━━━━━ Source data ━━━━━
//! End-to-end LAPB session tests: an [`Ax25Module`] receiving frames
//! from a hand-driven peer [`Session`] over a [`LoopbackTransport`]
//! pair, so each step is deterministic without a tick thread running.

use std::sync::Arc;

use ax25rs::ax25_module::Ax25Module;
use ax25rs::callsign::Address;
use ax25rs::frame::{Control, Frame, Modulo, UnnumberedKind};
use ax25rs::monitor::Monitor;
use ax25rs::session::{Action, Session};
use ax25rs::timer::TimerWheel;
use ax25rs::transport::LoopbackTransport;

fn addr(call: &str) -> Address {
    Address::new(call, 0, false).unwrap()
}

fn first_transmit(actions: &[Action]) -> Frame {
    match actions.iter().find(|a| matches!(a, Action::Transmit(_))) {
        Some(Action::Transmit(frame)) => frame.clone(),
        _ => panic!("expected at least one Transmit action, got {actions:?}"),
    }
}

#[test]
fn inbound_sabm_brings_up_a_session_and_replies_ua() {
    let (bob_transport, alice_transport) = LoopbackTransport::pair();
    let monitor = Arc::new(Monitor::new());
    let wheel = Arc::new(TimerWheel::new());
    let bob_addr = addr("BOB");
    let alice_addr = addr("ALICE");

    let bob = Ax25Module::new("bob", bob_addr.clone(), bob_transport, monitor, wheel, 16);

    let mut alice_session = Session::new(alice_addr.clone(), bob_addr.clone(), Modulo::Mod8);
    let sabm = first_transmit(&alice_session.connect_request());
    bob.handle_inbound_frame(&sabm.encode(Modulo::Mod8), Modulo::Mod8)
        .unwrap();

    let ua = alice_transport.recv().expect("UA expected");
    let ua_frame = Frame::decode(&ua, Modulo::Mod8).unwrap();
    assert!(matches!(
        ua_frame.control,
        Control::Unnumbered {
            kind: UnnumberedKind::Ua,
            ..
        }
    ));
}

#[test]
fn inbound_disc_after_connect_replies_ua_and_tears_down() {
    let (bob_transport, alice_transport) = LoopbackTransport::pair();
    let monitor = Arc::new(Monitor::new());
    let wheel = Arc::new(TimerWheel::new());
    let bob_addr = addr("BOB");
    let alice_addr = addr("ALICE");

    let bob = Ax25Module::new("bob", bob_addr.clone(), bob_transport, monitor, wheel, 16);

    let mut alice_session = Session::new(alice_addr.clone(), bob_addr.clone(), Modulo::Mod8);
    let sabm = first_transmit(&alice_session.connect_request());
    bob.handle_inbound_frame(&sabm.encode(Modulo::Mod8), Modulo::Mod8)
        .unwrap();
    let ua = alice_transport.recv().expect("UA expected");
    let ua_frame = Frame::decode(&ua, Modulo::Mod8).unwrap();
    assert!(matches!(
        ua_frame.control,
        Control::Unnumbered {
            kind: UnnumberedKind::Ua,
            ..
        }
    ));
    alice_session.on_receive(&ua_frame, 0);

    let disc = first_transmit(&alice_session.disconnect_request());
    bob.handle_inbound_frame(&disc.encode(Modulo::Mod8), Modulo::Mod8)
        .unwrap();
    let reply = alice_transport.recv().expect("UA reply to DISC expected");
    let reply_frame = Frame::decode(&reply, Modulo::Mod8).unwrap();
    assert!(matches!(
        reply_frame.control,
        Control::Unnumbered {
            kind: UnnumberedKind::Ua,
            ..
        }
    ));
}

#[test]
fn data_sent_by_the_peer_is_delivered_in_order() {
    let (bob_transport, alice_transport) = LoopbackTransport::pair();
    let monitor = Arc::new(Monitor::new());
    let wheel = Arc::new(TimerWheel::new());
    let bob_addr = addr("BOB");
    let alice_addr = addr("ALICE");

    let bob = Ax25Module::new("bob", bob_addr.clone(), bob_transport, monitor, wheel, 16);

    let mut alice_session = Session::new(alice_addr.clone(), bob_addr.clone(), Modulo::Mod8);
    let sabm = first_transmit(&alice_session.connect_request());
    bob.handle_inbound_frame(&sabm.encode(Modulo::Mod8), Modulo::Mod8)
        .unwrap();
    let ua = alice_transport.recv().expect("UA expected");
    let ua_frame = Frame::decode(&ua, Modulo::Mod8).unwrap();
    alice_session.on_receive(&ua_frame, 0);

    let data_actions = alice_session.send_data(b"CQ CQ DE ALICE".to_vec());
    let i_frame = first_transmit(&data_actions);
    bob.handle_inbound_frame(&i_frame.encode(Modulo::Mod8), Modulo::Mod8)
        .unwrap();

    // Bob replies with an RR acking the data; the actual delivery to a
    // client is exercised at the `Session::on_information` unit-test
    // level, this test only checks the frame made it through the
    // transport and the session accepted it without a REJ.
    let rr = alice_transport.recv().expect("RR ack expected");
    let rr_frame = Frame::decode(&rr, Modulo::Mod8).unwrap();
    assert!(matches!(rr_frame.control, Control::Supervisory { .. }));
}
━━━━━
* [Exercise aim]
From the data above, copy each line exactly.

* [Reply to the exercise]
//! End-to-end LAPB session tests: an [`Ax25Module`] receiving frames
//! from a hand-driven peer [`Session`] over a [`LoopbackTransport`]
//! pair, so each step is deterministic without a tick thread running.

use std::sync::Arc;

use ax25rs::ax25_module::Ax25Module;
use ax25rs::callsign::Address;
use ax25rs::frame::{Control, Frame, Modulo, UnnumberedKind};
use ax25rs::monitor::Monitor;
use ax25rs::session::{Action, Session};
use ax25rs::timer::TimerWheel;
use ax25rs::transport::LoopbackTransport;

fn addr(call: &str) -> Address {
    Address::new(call, 0, false).unwrap()
}

fn first_transmit(actions: &[Action]) -> Frame {
    match actions.iter().find(|a| matches!(a, Action::Transmit(_))) {
        Some(Action::Transmit(frame)) => frame.clone(),
        _ => panic!("expected at least one Transmit action, got {actions:?}"),
    }
}

#[test]
fn inbound_sabm_brings_up_a_session_and_replies_ua() {
    let (bob_transport, alice_transport) = LoopbackTransport::pair();
    let monitor = Arc::new(Monitor::new());
    let wheel = Arc::new(TimerWheel::new());
    let bob_addr = addr("BOB");
    let alice_addr = addr("ALICE");

    let bob = Ax25Module::new("bob", bob_addr.clone(), bob_transport, monitor, wheel, 16);

    let mut alice_session = Session::new(alice_addr.clone(), bob_addr.clone(), Modulo::Mod8);
    let sabm = first_transmit(&alice_session.connect_request());
    bob.handle_inbound_frame(&sabm.encode(Modulo::Mod8), Modulo::Mod8)
        .unwrap();

    let ua = alice_transport.recv().expect("UA expected");
    let ua_frame = Frame::decode(&ua, Modulo::Mod8).unwrap();
    assert!(matches!(
        ua_frame.control,
        Control::Unnumbered {
            kind: UnnumberedKind::Ua,
            ..
        }
    ));
}

#[test]
fn inbound_disc_after_connect_replies_ua_and_tears_down() {
    let (bob_transport, alice_transport) = LoopbackTransport::pair();
    let monitor = Arc::new(Monitor::new());
    let wheel = Arc::new(TimerWheel::new());
    let bob_addr = addr("BOB");
    let alice_addr = addr("ALICE");

    let bob = Ax25Module::new("bob", bob_addr.clone(), bob_transport, monitor, wheel, 16);

    let mut alice_session = Session::new(alice_addr.clone(), bob_addr.clone(), Modulo::Mod8);
    let sabm = first_transmit(&alice_session.connect_request());
    bob.handle_inbound_frame(&sabm.encode(Modulo::Mod8), Modulo::Mod8)
        .unwrap();
    let ua = alice_transport.recv().expect("UA expected");
    let ua_frame = Frame::decode(&ua, Modulo::Mod8).unwrap();
    assert!(matches!(
        ua_frame.control,
        Control::Unnumbered {
            kind: UnnumberedKind::Ua,
            ..
        }
    ));
    alice_session.on_receive(&ua_frame, 0);

    let disc = first_transmit(&alice_session.disconnect_request());
    bob.handle_inbound_frame(&disc.encode(Modulo::Mod8), Modulo::Mod8)
        .unwrap();
    let reply = alice_transport.recv().expect("UA reply to DISC expected");
    let reply_frame = Frame::decode(&reply, Modulo::Mod8).unwrap();
    assert!(matches!(
        reply_frame.control,
        Control::Unnumbered {
            kind: UnnumberedKind::Ua,
            ..
        }
    ));
}

#[test]
fn data_sent_by_the_peer_is_delivered_in_order() {
    let (bob_transport, alice_transport) = LoopbackTransport::pair();
    let monitor = Arc::new(Monitor::new());
    let wheel = Arc::new(TimerWheel::new());
    let bob_addr = addr("BOB");
    let alice_addr = addr("ALICE");

    let bob = Ax25Module::new("bob", bob_addr.clone(), bob_transport, monitor, wheel, 16);

    let mut alice_session = Session::new(alice_addr.clone(), bob_addr.clone(), Modulo::Mod8);
    let sabm = first_transmit(&alice_session.connect_request());
    bob.handle_inbound_frame(&sabm.encode(Modulo::Mod8), Modulo::Mod8)
        .unwrap();
    let ua = alice_transport.recv().expect("UA expected");
    let ua_frame = Frame::decode(&ua, Modulo::Mod8).unwrap();
    alice_session.on_receive(&ua_frame, 0);

    let data_actions = alice_session.send_data(b"CQ CQ DE ALICE".to_vec());
    let i_frame = first_transmit(&data_actions);
    bob.handle_inbound_frame(&i_frame.encode(Modulo::Mod8), Modulo::Mod8)
        .unwrap();

    // Bob replies with an RR acking the data; the actual delivery to a
    // client is exercised at the `Session::on_information` unit-test
    // level, this test only checks the frame made it through the
    // transport and the session accepted it without a REJ.
    let rr = alice_transport.recv().expect("RR ack expected");
    let rr_frame = Frame::decode(&rr, Modulo::Mod8).unwrap();
    assert!(matches!(rr_frame.control, Control::Supervisory { .. }));
}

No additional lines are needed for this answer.